**Given data:**
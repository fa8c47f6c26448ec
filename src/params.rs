//! Delay parameters shared between the host and both channel strips.
//!
//! One `DelayParams` lives behind an `Arc`: the host (or UI thread) writes it,
//! the audio thread reads it once per sample. Values are stored as f32 bit
//! patterns in atomics so neither side ever blocks. Changes land on the next
//! sample with no smoothing, so large jumps in delay time can click.

use std::sync::atomic::{AtomicU32, Ordering};

use crate::MAX_DELAY_MS;

pub const MAX_FEEDBACK: f32 = 0.98;

#[inline]
fn load(cell: &AtomicU32) -> f32 {
    f32::from_bits(cell.load(Ordering::Relaxed))
}

#[inline]
fn store(cell: &AtomicU32, value: f32) {
    cell.store(value.to_bits(), Ordering::Relaxed);
}

/// Plain copy of the parameter values, for persistence and display.
#[derive(Debug, Clone, Copy, PartialEq)]
#[cfg_attr(feature = "serde", derive(serde::Serialize, serde::Deserialize))]
pub struct DelayParamsSnapshot {
    pub delay_ms: f32,
    pub feedback: f32,
    pub mix: f32,
}

impl Default for DelayParamsSnapshot {
    fn default() -> Self {
        Self {
            delay_ms: 250.0,
            feedback: 0.35,
            mix: 0.3,
        }
    }
}

/// Lock-free delay time / feedback / dry-wet mix.
pub struct DelayParams {
    delay_ms: AtomicU32,
    feedback: AtomicU32,
    mix: AtomicU32,
}

impl DelayParams {
    /// Create a parameter set.
    ///
    /// - `delay_ms`: delay time in milliseconds (0 - `MAX_DELAY_MS`)
    /// - `feedback`: amount of the delayed signal fed back (0.0 - 0.98)
    /// - `mix`: dry/wet blend (0.0 = dry, 1.0 = wet)
    pub fn new(delay_ms: f32, feedback: f32, mix: f32) -> Self {
        let params = Self {
            delay_ms: AtomicU32::new(0),
            feedback: AtomicU32::new(0),
            mix: AtomicU32::new(0),
        };
        params.set_delay_ms(delay_ms);
        params.set_feedback(feedback);
        params.set_mix(mix);
        params
    }

    pub fn delay_ms(&self) -> f32 {
        load(&self.delay_ms)
    }

    pub fn feedback(&self) -> f32 {
        load(&self.feedback)
    }

    pub fn mix(&self) -> f32 {
        load(&self.mix)
    }

    pub fn set_delay_ms(&self, delay_ms: f32) {
        store(&self.delay_ms, sanitize(delay_ms).clamp(0.0, MAX_DELAY_MS));
    }

    pub fn set_feedback(&self, feedback: f32) {
        store(&self.feedback, sanitize(feedback).clamp(0.0, MAX_FEEDBACK));
    }

    pub fn set_mix(&self, mix: f32) {
        store(&self.mix, sanitize(mix).clamp(0.0, 1.0));
    }

    pub fn snapshot(&self) -> DelayParamsSnapshot {
        DelayParamsSnapshot {
            delay_ms: self.delay_ms(),
            feedback: self.feedback(),
            mix: self.mix(),
        }
    }

    pub fn apply(&self, snapshot: DelayParamsSnapshot) {
        self.set_delay_ms(snapshot.delay_ms);
        self.set_feedback(snapshot.feedback);
        self.set_mix(snapshot.mix);
    }
}

impl Default for DelayParams {
    fn default() -> Self {
        let snapshot = DelayParamsSnapshot::default();
        Self::new(snapshot.delay_ms, snapshot.feedback, snapshot.mix)
    }
}

impl From<DelayParamsSnapshot> for DelayParams {
    fn from(snapshot: DelayParamsSnapshot) -> Self {
        Self::new(snapshot.delay_ms, snapshot.feedback, snapshot.mix)
    }
}

impl std::fmt::Debug for DelayParams {
    fn fmt(&self, f: &mut std::fmt::Formatter<'_>) -> std::fmt::Result {
        f.debug_struct("DelayParams")
            .field("delay_ms", &self.delay_ms())
            .field("feedback", &self.feedback())
            .field("mix", &self.mix())
            .finish()
    }
}

// NaN would survive clamp(); treat it as zero.
fn sanitize(value: f32) -> f32 {
    if value.is_nan() {
        0.0
    } else {
        value
    }
}

#[cfg(test)]
mod tests {
    use super::*;
    use std::sync::Arc;

    #[test]
    fn test_setters_clamp() {
        let params = DelayParams::new(10_000.0, 4.0, -1.0);
        assert_eq!(params.delay_ms(), MAX_DELAY_MS);
        assert_eq!(params.feedback(), MAX_FEEDBACK);
        assert_eq!(params.mix(), 0.0);

        params.set_feedback(f32::NAN);
        assert_eq!(params.feedback(), 0.0);
    }

    #[test]
    fn test_shared_updates_are_visible() {
        let params = Arc::new(DelayParams::default());
        let writer = Arc::clone(&params);

        std::thread::spawn(move || writer.set_mix(0.75))
            .join()
            .unwrap();

        assert_eq!(params.mix(), 0.75);
    }

    #[test]
    fn test_snapshot_round_trip() {
        let params = DelayParams::default();
        let snapshot = DelayParamsSnapshot {
            delay_ms: 120.0,
            feedback: 0.5,
            mix: 1.0,
        };
        params.apply(snapshot);
        assert_eq!(params.snapshot(), snapshot);
    }
}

**Task details:** From the first line of the listing above through the line that contains "stored as f32 bit", retype every line exactly, and write nothing else.

**Result for this task:**
repository fa8c47f6c26448ec
filename src/params.rs
//! Delay parameters shared between the host and both channel strips.
//!
//! One `DelayParams` lives behind an `Arc`: the host (or UI thread) writes it,
//! the audio thread reads it once per sample. Values are stored as f32 bit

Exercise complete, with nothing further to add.